**The problem**: Please copy each line of the records below that holds the word "Option".

------ Supplied information

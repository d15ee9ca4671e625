//! 対局時計エンジン
//!
//! 両対局者の残り時間・手番・走行フラグを一元的に保持する状態機械。
//!
//! # 経過時間の扱い
//!
//! 経過時間は常に「前回 tick 時刻からの差分」で計算する。固定量を毎 tick
//! 減算しないため、スケジューラの揺らぎや tick の取りこぼしがあっても実時間と
//! ずれない。pause / switch も直前の tick からの端数をその場で精算してから
//! 状態を変える。
//!
//! # 秒読みの期間カウント
//!
//! `periods_left` は `byoyomi_periods` から減っていく残り期間数。持ち時間切れで
//! 秒読みに入った時点では期間を消費せず、1 期間を丸ごと使い切るたびに 1 減る。
//! 0 になった時点で時間切れ。
//!
//! # 1 回の advance で解決する遷移は 1 つ
//!
//! 境界を跨いだ超過分は新しい期間から差し引く。スリープ復帰などで超過分が
//! 1 期間以上になる場合は、期間をまとめて飛ばさず即座に時間切れとする。
//!
//! 新しい期間に入ったときは、期間の長さ以下の通知閾値をその期間の開始時点で
//! 跨いだものとして通知する。

use std::time::{Duration, Instant};

use log::{debug, info, warn};

use crate::command::ClockCommand;
use crate::config::{ClockConfig, ResetPolicy, SelectPolicy};
use crate::event::{crossed_thresholds, entered_thresholds, ClockEvent, EventCallback};
use crate::state::ClockState;
use crate::time_source::{MonotonicSource, TimeSource};
use crate::types::{Player, TimeControlMode};

/// 走行中に発行される tick 許可証
///
/// 発行後に pause / switch / reset などで走行状態が変わると無効になり、
/// 古い許可証での `advance_with` は何もしない。
#[derive(Debug, Clone, Copy, PartialEq, Eq)]
pub struct TickToken {
    epoch: u64,
}

impl TickToken {
    pub fn epoch(&self) -> u64 {
        self.epoch
    }
}

pub struct ClockEngine<S: TimeSource = MonotonicSource> {
    state: ClockState,
    source: S,
    /// 手番側の時計を最後に精算した時刻（走行中のみ Some）
    last_tick: Option<Instant>,
    thresholds: Vec<Duration>,
    tick_interval: Duration,
    reset_policy: ResetPolicy,
    select_policy: SelectPolicy,
    on_event: Option<EventCallback>,
}

impl ClockEngine<MonotonicSource> {
    pub fn new(config: &ClockConfig) -> Self {
        Self::with_source(config, MonotonicSource)
    }
}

------------

**Answer box**:
    last_tick: Option<Instant>,
    on_event: Option<EventCallback>,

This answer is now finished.